Lady Margaret Hall Boat Club (LMHBC) is a rowing club for members and staff of Lady Margaret Hall (LMH), Oxford.

It was founded by 1899 although it was not able to compete in intercollegiate racing until 1976, when a women’s division was finally established. As the senior women’s college, LMH were placed at 1st on the river for the inaugural women’s bumps races and obtained Headship in 1977.

The first men’s crew was established in 1980 following the admission of male students into the previously all-women’s college.

== History ==

LMHBC first competed in inter-college OURCs racing events in 1977, when a women's division was finally established (LMH was a women-only college for the first 100 years of its foundation).

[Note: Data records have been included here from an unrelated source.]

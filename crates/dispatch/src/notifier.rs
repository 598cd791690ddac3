use {async_trait::async_trait, thiserror::Error};

use crate::notification::NotificationRequest;

/// Why a notification could not be delivered.
#[derive(Debug, Clone, PartialEq, Eq, Error)]
pub enum NotifyError {
    #[error("missing permission to post in the notification channel")]
    PermissionDenied,

    #[error("notification channel not found")]
    ChannelNotFound,

    #[error("notification role not found")]
    RoleNotFound,

    #[error("transient delivery failure: {0}")]
    TransientFailure(String),
}

impl NotifyError {
    /// Transient failures may succeed on a later event; the others need an
    /// admin to fix the guild's setup.
    #[must_use]
    pub fn is_transient(&self) -> bool {
        matches!(self, Self::TransientFailure(_))
    }
}

/// Delivers notification requests to the platform.
#[async_trait]
pub trait Notifier: Send + Sync {
    async fn send(&self, request: &NotificationRequest) -> Result<(), NotifyError>;
}
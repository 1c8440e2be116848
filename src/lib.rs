//! SNI Router - A wildcard-aware SNI hostname routing trie for Rust
//!
//! This library resolves the server name from a TLS ClientHello to a
//! per-host context (certificate, TLS configuration, backend handle), with
//! support for:
//! - Exact hostname registrations (`www.example.com`)
//! - Leading-wildcard patterns (`*.example.com`, matching strictly-deeper
//!   names only)
//! - Exact-beats-wildcard precedence, deepest wildcard winning among
//!   wildcards
//! - Removal with subtree-preserving pruning
//! - Teardown that surrenders every registered context to a caller callback
//! - LRU-cached resolution with a default-context fallback
//!
//! # Example
//!
//! ```rust
//! use sni_router_r::{SniRouter, SniRouterOptions};
//!
//! let mut router = SniRouter::new(SniRouterOptions::default())
//!     .with_default("fallback-ctx");
//!
//! router.register("example.com", "apex-ctx").unwrap();
//! router.register("*.example.com", "wildcard-ctx").unwrap();
//! router.register("api.example.com", "api-ctx").unwrap();
//!
//! // Exact registration wins over the wildcard
//! assert_eq!(router.resolve("api.example.com"), Some("api-ctx"));
//! // Anything else under the suffix hits the wildcard
//! assert_eq!(router.resolve("www.example.com"), Some("wildcard-ctx"));
//! // The wildcard does not cover its own suffix; the apex has its own entry
//! assert_eq!(router.resolve("example.com"), Some("apex-ctx"));
//! // Unknown names fall back to the default context
//! assert_eq!(router.resolve("other.org"), Some("fallback-ctx"));
//! ```
//!
//! # Pattern Syntax
//!
//! | Pattern | Example | Matches |
//! |---------|---------|---------|
//! | Exact | `www.example.com` | `www.example.com` only |
//! | Wildcard | `*.example.com` | `a.example.com`, `a.b.example.com`, never `example.com` |
//!
//! `*` is only legal as the leading `*.` prefix; empty strings and empty
//! labels are rejected at registration time.
//!
//! For callers that want the bare data structure without caching or a
//! default fallback, [`SniTrie`] is the underlying trie.

pub mod error;
pub mod router;
pub mod trie;
pub mod types;

// Re-export commonly used items
pub use error::{Result, SniError};
pub use router::{SniRouter, SniRouterOptions, DEFAULT_CACHE_SIZE};
pub use trie::SniTrie;
pub use types::{HostPattern, PatternKind};
use thiserror::Error;

/// SNI router error types
#[derive(Error, Debug, Clone, PartialEq, Eq)]
pub enum SniError {
    /// The hostname or pattern string is malformed (empty string, empty label,
    /// or a `*` anywhere other than as the leading `*.` prefix).
    #[error("Invalid hostname pattern: {0}")]
    InvalidPattern(String),

    /// The targeted slot (exact or wildcard) already holds a registration.
    #[error("Hostname already registered: {0}")]
    AlreadyRegistered(String),
}

pub type Result<T> = std::result::Result<T, SniError>;
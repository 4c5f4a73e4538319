// crates/core/src/lib.rs
//! Core domain types shared across the Readstack workspace
//!
//! This crate carries the domain models (books, users), the failure
//! taxonomy every catalog operation reports through, and the screen-state
//! sum type UI layers consume. It has no I/O of its own.

mod error;
mod types;

pub use error::{CatalogError, Outcome};
pub use types::{Book, ScreenState, User};
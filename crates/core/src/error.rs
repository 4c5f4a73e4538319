// crates/core/src/error.rs
//! Failure taxonomy for catalog operations
//!
//! Every mediation-layer operation returns an [`Outcome`]: exactly one of a
//! success payload or a [`CatalogError`]. Transport exceptions never cross
//! the mediation boundary; they are caught at the gateway-call site and
//! converted into the `Transport` variant.

use thiserror::Error;

/// Result type for catalog operations
pub type Outcome<T> = Result<T, CatalogError>;

/// Errors surfaced by the mediation layer
#[derive(Debug, Error)]
pub enum CatalogError {
    /// Entity absent from a successful-but-empty response
    #[error("{entity} not found")]
    NotFound { entity: String },

    /// Server answered with a non-success status code
    #[error("{operation} failed: {code}")]
    ServerRejected { operation: String, code: u16 },

    /// The call itself failed: timeout, connectivity, decode error
    #[error("{operation} failed: {message}")]
    Transport { operation: String, message: String },
}

impl CatalogError {
    /// Creates a `NotFound` error for the named entity
    pub fn not_found(entity: impl Into<String>) -> Self {
        Self::NotFound {
            entity: entity.into(),
        }
    }

    /// Creates a `ServerRejected` error for an operation and status code
    pub fn rejected(operation: impl Into<String>, code: u16) -> Self {
        Self::ServerRejected {
            operation: operation.into(),
            code,
        }
    }

    /// Creates a `Transport` error for an operation
    pub fn transport(operation: impl Into<String>, message: impl Into<String>) -> Self {
        Self::Transport {
            operation: operation.into(),
            message: message.into(),
        }
    }

    /// Returns true if the server explicitly rejected the request (non-2xx)
    pub fn is_rejection(&self) -> bool {
        matches!(self, Self::ServerRejected { .. })
    }

    /// Returns the HTTP status code, if the server produced one
    pub fn status_code(&self) -> Option<u16> {
        match self {
            Self::ServerRejected { code, .. } => Some(*code),
            _ => None,
        }
    }

    /// Returns a message suitable for direct display in the UI
    ///
    /// Screens show these verbatim next to a retry action, so they stay
    /// free of wire-level detail.
    pub fn user_message(&self) -> String {
        match self {
            Self::NotFound { entity } => format!("{} was not found.", entity),
            Self::ServerRejected { operation, code } => {
                format!("{} failed (server error {}).", operation, code)
            }
            Self::Transport { .. } => {
                "Cannot reach the server. Please check your connection.".to_string()
            }
        }
    }
}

As the senior women's college LMH was placed first on the river for the inaugural women's division. The club has provided rowers for the Boat Race, the Women's Boat Race, and the Isis Reserves Race.

A former president, Monica Fisher (née Pring-Mill) was responsible for instigating some of the biggest changes in Women's Boat Race history, which raised the regularity and status of that event.

For a period around 2010 three times World Lightweight Sculling Champion Peter Moir Haining coached LMHBC.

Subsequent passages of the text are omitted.